Melissa officinalis Regulates Lipopolysaccharide-Induced BV2 Microglial Activation via MAPK and Nrf2 Signaling.

Abstract

Neuroinflammation and microglial activation play critical roles in neurodegenerative diseases such as Alzheimer's and Parkinson's disease. Modulating microglial activation may help prevent the progression of these disorders. This study aimed to investigate the effects and mechanisms of Melissa officinalis ethanol extract on lipopolysaccharide (LPS)-induced microglial activation in BV2 cells. Cell viability and nitric oxide (NO) production were assessed using MTT assay and Griess reagent, while inflammatory cytokine levels were measured by qPCR. Key inflammatory pathways, including MAPK, TLR4, and antioxidant biomarkers, were analyzed through western blot and immunofluorescence. Rosmarinic acid content in M. officinalis was determined using high-performance liquid chromatography (HPLC). The results demonstrated that M. officinalis ethanol extract significantly inhibited LPS-induced NO production and reduced inflammatory cytokine expression.
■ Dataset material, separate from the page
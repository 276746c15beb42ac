//! Projects and their tasks

pub mod ports;
pub mod service;

pub use service::ProjectService;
Additionally, it downregulated inducible nitric oxide synthase (iNOS), cyclooxygenase-2 (COX-2), TLR4, NF-κB, and MAPK signaling pathways (p38, JNK, ERK), while increasing the expression of antioxidant markers, including Nrf2, HO-1, catalase, and SOD2. In conclusion, M. officinalis ethanol extract exerts neuroprotective effects by modulating inflammation and enhancing antioxidant defenses, suggesting its potential in the prevention and treatment of inflammation-related neurodegenerative diseases.